▸ **Description of the task**
Only lines that contain the word "attempts" belong in the answer; copy them from the records below.

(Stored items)
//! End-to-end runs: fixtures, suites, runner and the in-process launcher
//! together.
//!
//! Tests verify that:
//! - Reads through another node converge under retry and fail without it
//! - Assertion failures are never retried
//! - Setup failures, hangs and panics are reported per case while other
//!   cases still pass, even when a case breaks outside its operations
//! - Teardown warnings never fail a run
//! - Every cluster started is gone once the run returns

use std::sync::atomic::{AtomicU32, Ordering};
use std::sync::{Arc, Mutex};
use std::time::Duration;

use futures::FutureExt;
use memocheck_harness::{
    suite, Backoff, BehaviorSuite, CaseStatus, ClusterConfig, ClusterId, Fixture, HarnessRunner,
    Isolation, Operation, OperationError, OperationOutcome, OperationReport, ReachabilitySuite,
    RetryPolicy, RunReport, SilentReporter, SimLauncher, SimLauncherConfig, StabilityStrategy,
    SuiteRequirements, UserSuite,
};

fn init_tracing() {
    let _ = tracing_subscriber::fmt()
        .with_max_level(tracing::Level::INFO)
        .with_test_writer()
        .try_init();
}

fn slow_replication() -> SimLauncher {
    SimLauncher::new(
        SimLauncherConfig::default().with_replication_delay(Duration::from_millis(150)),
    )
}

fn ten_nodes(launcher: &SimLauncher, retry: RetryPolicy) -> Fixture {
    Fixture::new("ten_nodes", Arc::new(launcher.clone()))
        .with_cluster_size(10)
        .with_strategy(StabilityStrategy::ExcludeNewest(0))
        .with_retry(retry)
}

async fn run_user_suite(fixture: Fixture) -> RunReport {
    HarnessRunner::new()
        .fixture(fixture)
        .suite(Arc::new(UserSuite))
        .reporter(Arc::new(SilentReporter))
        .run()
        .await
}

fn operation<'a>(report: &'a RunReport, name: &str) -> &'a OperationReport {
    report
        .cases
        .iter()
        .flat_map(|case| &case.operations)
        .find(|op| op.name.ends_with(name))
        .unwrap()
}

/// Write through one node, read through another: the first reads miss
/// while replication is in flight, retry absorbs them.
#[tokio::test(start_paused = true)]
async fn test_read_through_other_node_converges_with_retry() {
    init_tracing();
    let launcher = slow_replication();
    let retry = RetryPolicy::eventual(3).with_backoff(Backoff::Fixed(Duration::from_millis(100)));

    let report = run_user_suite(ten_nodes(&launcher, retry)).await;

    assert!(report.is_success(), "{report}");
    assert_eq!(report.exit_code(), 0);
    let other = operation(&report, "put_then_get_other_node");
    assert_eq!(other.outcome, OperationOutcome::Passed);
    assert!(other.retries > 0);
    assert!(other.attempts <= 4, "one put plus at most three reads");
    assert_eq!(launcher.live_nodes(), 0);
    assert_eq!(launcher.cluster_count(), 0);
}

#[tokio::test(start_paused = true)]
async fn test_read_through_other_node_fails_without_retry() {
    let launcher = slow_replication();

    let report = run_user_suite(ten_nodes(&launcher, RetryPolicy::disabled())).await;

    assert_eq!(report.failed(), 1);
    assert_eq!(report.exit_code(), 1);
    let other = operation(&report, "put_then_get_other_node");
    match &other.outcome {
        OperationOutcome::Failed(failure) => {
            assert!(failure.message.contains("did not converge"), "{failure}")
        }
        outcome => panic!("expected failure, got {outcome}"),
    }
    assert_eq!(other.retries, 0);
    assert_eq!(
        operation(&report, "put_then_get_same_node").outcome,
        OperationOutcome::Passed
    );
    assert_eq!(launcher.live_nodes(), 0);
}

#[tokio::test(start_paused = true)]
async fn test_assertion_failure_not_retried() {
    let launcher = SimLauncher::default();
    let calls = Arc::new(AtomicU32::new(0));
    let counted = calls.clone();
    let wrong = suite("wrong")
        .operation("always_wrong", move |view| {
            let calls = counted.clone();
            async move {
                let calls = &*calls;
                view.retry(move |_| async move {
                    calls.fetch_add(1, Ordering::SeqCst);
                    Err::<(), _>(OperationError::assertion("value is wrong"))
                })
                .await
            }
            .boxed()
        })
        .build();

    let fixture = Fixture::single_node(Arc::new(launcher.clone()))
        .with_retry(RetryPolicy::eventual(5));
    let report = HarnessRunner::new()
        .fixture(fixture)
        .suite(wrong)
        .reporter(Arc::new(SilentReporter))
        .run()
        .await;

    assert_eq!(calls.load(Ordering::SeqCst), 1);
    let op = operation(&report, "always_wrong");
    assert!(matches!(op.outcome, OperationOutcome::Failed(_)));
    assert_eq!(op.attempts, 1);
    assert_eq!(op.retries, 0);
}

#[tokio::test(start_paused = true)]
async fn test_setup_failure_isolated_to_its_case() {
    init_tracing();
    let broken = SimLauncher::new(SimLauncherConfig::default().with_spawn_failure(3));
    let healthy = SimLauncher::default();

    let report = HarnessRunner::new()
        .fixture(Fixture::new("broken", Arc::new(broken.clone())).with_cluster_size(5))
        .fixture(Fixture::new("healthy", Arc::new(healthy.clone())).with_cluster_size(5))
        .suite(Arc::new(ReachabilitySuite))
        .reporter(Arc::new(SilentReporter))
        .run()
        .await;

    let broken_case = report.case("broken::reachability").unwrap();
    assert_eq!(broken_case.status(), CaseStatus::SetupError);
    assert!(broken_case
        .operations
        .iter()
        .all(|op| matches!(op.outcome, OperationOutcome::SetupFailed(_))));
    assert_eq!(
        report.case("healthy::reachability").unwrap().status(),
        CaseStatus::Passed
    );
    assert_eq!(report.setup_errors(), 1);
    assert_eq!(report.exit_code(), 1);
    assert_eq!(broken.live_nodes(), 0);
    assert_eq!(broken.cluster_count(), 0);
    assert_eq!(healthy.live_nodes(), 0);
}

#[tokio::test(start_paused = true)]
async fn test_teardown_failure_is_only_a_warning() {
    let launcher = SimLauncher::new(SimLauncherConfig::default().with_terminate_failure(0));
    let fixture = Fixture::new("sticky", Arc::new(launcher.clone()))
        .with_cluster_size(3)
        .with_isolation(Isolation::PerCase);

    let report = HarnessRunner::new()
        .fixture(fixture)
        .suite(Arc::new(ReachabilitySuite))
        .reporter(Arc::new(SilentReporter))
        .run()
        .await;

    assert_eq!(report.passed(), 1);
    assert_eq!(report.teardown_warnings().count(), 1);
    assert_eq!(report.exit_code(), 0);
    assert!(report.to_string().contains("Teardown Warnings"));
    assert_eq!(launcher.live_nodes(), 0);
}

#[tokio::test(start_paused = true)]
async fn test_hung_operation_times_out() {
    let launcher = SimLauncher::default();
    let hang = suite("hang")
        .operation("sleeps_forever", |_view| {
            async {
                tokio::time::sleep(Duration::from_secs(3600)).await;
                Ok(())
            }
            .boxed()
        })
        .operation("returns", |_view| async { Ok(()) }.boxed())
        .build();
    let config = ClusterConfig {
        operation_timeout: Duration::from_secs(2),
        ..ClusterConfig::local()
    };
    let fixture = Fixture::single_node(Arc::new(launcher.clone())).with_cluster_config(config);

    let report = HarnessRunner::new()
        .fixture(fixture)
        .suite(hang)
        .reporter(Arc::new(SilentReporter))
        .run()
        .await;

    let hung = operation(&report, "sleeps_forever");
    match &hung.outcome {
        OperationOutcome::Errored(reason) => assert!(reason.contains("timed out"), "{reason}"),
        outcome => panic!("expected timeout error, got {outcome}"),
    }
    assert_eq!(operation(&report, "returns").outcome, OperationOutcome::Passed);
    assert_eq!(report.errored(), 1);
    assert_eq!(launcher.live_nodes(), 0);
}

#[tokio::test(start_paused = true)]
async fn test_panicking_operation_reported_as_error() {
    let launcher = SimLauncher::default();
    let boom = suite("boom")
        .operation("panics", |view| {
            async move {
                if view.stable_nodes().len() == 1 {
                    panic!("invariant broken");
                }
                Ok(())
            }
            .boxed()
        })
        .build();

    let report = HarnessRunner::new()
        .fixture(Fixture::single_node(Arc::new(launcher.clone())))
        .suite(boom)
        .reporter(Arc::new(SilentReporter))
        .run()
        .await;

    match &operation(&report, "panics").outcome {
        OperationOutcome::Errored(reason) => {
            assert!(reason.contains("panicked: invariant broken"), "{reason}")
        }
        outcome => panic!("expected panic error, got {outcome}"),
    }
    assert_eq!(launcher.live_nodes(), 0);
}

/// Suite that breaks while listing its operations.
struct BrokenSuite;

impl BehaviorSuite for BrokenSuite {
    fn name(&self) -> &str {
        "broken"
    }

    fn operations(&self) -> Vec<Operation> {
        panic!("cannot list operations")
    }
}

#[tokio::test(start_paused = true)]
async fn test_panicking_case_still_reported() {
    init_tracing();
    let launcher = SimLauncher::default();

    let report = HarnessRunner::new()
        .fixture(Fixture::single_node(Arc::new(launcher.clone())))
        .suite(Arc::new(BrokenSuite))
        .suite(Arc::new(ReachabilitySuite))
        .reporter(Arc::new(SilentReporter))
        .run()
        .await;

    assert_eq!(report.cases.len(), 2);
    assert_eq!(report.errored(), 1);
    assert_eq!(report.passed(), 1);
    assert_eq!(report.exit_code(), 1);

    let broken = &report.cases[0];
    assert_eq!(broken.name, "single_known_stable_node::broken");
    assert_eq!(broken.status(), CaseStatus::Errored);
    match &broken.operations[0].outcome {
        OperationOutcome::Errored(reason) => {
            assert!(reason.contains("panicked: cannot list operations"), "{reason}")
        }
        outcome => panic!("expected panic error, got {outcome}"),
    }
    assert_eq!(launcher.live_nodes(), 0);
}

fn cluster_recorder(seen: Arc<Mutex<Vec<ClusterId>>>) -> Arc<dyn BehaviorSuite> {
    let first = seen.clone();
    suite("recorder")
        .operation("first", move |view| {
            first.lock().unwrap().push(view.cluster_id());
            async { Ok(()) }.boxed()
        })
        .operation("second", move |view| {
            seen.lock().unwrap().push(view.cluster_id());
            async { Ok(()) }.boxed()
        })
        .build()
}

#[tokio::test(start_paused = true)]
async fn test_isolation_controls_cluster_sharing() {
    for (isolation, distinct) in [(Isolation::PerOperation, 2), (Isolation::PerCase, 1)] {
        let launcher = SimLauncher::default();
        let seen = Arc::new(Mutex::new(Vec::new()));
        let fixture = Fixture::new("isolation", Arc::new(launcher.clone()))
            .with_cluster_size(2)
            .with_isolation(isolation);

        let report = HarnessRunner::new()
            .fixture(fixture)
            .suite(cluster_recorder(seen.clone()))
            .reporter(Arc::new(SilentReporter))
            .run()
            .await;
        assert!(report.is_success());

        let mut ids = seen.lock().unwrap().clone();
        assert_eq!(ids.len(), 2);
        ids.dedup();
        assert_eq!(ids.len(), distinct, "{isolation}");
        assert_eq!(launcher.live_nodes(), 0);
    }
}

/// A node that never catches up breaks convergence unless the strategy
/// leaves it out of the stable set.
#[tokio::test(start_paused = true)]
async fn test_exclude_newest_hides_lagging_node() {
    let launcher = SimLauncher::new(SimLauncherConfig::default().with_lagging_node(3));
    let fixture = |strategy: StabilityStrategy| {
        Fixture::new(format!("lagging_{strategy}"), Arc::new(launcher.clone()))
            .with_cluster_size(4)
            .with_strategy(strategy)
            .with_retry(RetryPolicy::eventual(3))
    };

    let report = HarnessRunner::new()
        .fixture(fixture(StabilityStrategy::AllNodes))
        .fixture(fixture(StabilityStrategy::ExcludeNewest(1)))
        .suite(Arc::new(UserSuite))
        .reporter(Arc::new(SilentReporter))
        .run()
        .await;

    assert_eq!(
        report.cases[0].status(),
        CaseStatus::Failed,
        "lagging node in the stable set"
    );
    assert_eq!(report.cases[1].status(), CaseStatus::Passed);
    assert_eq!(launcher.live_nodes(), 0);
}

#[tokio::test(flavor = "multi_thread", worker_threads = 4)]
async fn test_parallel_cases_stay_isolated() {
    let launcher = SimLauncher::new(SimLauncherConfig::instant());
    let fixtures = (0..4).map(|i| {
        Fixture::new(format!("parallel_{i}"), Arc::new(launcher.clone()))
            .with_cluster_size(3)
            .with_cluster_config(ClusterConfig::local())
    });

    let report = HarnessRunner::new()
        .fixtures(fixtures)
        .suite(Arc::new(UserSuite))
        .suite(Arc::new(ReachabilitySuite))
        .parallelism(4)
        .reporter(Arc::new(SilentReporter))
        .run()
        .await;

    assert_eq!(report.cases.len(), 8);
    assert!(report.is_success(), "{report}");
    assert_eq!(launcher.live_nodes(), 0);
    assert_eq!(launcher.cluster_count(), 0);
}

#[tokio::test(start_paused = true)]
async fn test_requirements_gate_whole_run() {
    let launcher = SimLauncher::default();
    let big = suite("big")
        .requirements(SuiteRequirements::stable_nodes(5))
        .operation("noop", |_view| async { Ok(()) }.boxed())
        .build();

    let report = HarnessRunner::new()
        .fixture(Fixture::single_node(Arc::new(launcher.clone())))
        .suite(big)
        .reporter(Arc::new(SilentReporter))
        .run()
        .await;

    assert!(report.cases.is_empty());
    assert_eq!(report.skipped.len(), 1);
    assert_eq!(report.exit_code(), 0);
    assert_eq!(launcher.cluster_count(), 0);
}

--

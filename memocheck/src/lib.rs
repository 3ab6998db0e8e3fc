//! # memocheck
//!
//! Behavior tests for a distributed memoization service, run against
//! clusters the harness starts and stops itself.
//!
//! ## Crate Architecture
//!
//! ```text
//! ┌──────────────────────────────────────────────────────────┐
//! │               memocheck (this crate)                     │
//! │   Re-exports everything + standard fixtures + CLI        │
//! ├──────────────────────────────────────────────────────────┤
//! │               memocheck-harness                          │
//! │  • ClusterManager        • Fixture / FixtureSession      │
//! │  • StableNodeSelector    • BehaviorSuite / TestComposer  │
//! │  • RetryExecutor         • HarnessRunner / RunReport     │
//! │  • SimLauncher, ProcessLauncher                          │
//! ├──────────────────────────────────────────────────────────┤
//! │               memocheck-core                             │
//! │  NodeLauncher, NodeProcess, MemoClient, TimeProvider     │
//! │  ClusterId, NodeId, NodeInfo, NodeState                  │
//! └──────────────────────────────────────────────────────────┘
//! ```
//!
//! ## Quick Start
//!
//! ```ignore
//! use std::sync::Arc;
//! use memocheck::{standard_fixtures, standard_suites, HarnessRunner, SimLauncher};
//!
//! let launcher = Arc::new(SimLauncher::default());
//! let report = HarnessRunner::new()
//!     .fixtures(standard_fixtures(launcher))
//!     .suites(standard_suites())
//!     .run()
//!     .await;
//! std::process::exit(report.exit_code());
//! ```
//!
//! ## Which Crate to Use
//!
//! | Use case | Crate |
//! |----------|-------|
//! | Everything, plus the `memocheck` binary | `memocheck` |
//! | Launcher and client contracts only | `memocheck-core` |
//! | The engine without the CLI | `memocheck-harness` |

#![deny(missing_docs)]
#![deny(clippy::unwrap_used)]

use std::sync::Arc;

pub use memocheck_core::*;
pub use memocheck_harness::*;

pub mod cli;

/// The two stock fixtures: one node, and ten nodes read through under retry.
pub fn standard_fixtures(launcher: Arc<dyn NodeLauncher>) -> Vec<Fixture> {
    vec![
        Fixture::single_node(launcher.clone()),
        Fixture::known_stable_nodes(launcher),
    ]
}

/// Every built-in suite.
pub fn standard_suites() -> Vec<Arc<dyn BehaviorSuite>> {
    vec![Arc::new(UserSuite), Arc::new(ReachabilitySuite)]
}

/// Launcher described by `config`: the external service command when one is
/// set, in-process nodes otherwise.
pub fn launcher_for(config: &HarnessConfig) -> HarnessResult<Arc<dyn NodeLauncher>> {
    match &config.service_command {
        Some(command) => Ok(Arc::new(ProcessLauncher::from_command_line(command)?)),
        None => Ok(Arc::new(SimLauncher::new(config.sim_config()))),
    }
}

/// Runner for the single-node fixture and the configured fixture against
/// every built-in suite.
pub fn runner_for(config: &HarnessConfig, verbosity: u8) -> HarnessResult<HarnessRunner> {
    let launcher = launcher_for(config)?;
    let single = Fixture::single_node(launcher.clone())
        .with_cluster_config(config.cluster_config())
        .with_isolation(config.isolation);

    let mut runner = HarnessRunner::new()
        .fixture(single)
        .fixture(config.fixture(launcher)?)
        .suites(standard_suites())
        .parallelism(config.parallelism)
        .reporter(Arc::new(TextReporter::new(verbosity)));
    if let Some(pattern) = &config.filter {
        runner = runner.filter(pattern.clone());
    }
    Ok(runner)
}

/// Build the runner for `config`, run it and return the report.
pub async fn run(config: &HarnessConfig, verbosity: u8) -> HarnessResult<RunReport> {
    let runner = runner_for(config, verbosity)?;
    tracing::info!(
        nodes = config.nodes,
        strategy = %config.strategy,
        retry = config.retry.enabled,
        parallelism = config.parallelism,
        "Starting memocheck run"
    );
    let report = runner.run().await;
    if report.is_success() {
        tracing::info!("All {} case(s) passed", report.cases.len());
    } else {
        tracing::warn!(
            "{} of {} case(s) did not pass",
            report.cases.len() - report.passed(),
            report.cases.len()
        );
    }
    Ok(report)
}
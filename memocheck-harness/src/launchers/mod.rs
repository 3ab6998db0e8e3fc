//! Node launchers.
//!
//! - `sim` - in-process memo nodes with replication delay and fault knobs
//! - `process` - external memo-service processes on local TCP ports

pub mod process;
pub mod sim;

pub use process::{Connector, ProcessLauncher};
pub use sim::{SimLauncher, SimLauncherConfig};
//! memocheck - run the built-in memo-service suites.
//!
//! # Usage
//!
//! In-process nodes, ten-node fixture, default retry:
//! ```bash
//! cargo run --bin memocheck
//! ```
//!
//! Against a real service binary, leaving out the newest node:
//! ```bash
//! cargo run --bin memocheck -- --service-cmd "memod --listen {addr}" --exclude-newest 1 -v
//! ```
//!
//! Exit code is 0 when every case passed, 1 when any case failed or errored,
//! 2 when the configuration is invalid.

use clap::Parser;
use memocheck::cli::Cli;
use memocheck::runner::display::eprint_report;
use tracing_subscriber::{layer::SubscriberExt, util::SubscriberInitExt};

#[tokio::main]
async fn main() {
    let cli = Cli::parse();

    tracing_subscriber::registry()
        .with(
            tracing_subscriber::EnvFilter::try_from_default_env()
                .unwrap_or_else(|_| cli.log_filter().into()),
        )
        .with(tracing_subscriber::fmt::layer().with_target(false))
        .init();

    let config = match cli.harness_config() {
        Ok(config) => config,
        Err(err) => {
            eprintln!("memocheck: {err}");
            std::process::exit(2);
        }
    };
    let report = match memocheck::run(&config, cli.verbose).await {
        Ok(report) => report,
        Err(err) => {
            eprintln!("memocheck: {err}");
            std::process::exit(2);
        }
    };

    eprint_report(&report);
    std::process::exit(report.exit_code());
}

▸ **Response area**
    assert!(other.attempts <= 4, "one put plus at most three reads");
    assert_eq!(op.attempts, 1);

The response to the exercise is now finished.